Records for this exercise below:

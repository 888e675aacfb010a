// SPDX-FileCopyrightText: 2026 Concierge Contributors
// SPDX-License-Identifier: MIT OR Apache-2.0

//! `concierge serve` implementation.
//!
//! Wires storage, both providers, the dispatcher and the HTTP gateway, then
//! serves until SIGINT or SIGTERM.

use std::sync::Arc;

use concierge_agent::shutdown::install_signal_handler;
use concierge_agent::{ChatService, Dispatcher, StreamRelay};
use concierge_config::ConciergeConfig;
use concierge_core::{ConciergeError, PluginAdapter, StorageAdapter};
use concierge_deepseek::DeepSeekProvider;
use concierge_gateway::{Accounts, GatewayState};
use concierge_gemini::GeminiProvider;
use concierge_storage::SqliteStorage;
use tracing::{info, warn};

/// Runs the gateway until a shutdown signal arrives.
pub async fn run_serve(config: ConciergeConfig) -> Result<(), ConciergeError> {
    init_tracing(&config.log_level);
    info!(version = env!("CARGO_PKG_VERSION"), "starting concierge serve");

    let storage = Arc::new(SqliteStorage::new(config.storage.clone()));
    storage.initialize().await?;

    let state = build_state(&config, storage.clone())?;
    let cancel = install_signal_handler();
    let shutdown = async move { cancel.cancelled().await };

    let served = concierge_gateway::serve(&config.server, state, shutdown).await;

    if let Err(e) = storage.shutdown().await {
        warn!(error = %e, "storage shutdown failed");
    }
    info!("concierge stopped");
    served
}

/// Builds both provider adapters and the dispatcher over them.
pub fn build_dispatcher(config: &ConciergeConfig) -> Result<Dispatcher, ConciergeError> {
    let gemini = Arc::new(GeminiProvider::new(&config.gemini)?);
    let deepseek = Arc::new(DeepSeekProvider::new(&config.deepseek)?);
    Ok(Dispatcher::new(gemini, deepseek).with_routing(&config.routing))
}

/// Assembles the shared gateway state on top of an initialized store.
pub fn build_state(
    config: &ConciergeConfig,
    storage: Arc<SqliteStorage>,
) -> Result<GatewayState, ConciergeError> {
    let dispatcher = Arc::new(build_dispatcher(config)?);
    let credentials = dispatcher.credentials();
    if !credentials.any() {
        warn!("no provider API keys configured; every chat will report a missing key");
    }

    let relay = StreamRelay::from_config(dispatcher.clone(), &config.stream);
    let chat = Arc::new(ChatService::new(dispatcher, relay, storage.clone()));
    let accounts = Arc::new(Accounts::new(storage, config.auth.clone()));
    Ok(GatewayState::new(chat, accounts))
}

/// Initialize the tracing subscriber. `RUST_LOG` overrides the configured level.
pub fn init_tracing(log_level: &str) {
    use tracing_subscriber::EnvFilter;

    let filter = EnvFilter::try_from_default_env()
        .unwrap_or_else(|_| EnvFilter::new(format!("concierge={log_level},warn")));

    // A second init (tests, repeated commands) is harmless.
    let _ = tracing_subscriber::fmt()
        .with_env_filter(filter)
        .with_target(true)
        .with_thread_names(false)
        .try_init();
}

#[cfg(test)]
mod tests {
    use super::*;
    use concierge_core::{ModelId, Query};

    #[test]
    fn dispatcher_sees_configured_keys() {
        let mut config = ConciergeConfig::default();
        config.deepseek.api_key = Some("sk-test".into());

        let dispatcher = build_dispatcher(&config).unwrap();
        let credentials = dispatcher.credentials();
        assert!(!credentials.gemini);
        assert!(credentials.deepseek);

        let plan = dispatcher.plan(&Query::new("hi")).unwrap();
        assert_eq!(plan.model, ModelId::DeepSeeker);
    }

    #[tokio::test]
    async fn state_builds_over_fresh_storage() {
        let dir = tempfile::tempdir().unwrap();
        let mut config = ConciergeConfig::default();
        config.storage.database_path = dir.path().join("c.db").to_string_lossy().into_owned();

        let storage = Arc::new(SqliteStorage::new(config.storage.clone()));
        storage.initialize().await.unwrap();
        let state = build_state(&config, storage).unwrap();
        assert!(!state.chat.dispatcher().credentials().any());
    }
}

End of Records for this exercise.
Records for this exercise below:

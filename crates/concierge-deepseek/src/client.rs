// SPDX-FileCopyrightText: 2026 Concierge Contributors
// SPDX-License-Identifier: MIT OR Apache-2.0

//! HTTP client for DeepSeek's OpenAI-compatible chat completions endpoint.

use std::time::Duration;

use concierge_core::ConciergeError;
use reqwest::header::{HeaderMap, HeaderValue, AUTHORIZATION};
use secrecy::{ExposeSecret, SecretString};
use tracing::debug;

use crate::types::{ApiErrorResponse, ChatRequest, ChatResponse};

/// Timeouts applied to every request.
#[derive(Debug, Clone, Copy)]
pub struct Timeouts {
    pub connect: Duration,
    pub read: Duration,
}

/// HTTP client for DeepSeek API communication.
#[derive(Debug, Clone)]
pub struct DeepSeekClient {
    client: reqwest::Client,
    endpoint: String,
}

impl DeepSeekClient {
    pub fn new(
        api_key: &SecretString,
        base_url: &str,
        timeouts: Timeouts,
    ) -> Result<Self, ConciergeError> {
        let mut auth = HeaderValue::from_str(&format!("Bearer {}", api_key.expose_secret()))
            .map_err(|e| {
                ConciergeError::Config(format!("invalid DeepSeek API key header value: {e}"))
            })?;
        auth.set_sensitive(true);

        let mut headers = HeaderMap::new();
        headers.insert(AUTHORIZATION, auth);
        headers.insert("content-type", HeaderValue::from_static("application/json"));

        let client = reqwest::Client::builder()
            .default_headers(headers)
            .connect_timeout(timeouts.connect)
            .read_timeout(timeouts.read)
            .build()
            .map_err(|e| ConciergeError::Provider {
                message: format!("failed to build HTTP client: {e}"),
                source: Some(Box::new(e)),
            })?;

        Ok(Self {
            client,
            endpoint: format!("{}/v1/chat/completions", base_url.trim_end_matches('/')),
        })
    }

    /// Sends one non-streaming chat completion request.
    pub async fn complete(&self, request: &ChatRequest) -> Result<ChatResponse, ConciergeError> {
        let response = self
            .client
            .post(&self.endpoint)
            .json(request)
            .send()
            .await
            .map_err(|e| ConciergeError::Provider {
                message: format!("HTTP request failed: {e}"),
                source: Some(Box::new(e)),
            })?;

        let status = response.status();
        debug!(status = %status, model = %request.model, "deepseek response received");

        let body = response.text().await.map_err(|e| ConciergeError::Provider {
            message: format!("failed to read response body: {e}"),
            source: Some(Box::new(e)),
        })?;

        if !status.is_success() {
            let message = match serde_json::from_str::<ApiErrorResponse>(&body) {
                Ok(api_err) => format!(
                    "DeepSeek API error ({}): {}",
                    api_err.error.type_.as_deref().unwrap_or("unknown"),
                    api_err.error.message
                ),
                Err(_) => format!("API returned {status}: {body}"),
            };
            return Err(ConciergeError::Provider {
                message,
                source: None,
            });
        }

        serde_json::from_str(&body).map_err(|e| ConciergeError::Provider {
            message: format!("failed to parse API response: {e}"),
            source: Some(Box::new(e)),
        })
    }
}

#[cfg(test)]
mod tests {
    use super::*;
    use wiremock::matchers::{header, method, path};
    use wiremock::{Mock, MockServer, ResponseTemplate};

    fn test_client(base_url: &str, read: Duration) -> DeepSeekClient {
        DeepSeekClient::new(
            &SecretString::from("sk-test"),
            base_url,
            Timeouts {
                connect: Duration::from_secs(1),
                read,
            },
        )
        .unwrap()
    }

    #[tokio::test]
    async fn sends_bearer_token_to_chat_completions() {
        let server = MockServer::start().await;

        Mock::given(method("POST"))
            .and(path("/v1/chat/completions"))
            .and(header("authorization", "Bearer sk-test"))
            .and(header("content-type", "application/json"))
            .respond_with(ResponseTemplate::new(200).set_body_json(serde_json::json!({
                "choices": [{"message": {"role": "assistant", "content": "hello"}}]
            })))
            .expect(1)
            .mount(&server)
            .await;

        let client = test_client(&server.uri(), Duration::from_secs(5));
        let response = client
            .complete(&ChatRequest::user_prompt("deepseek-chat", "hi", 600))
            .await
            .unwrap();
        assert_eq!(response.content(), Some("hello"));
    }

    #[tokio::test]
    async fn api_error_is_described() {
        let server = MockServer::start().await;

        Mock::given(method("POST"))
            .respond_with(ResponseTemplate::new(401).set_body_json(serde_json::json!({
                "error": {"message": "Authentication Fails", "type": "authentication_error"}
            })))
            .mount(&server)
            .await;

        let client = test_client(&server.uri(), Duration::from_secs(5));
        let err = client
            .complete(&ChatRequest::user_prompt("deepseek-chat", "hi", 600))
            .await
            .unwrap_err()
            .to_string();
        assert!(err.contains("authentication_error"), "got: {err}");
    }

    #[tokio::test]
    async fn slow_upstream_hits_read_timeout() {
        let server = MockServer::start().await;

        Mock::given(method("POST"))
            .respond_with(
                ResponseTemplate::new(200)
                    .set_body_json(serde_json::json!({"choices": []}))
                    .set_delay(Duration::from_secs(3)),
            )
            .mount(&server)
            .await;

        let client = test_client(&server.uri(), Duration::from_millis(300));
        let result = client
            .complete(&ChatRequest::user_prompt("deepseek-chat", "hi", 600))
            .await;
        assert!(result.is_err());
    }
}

End of Records for this exercise.

* [Work task]:
In the records above, locate each line with the word "insert". Copy all such lines.

* [Written reply]:
        headers.insert(AUTHORIZATION, auth);
        headers.insert("content-type", HeaderValue::from_static("application/json"));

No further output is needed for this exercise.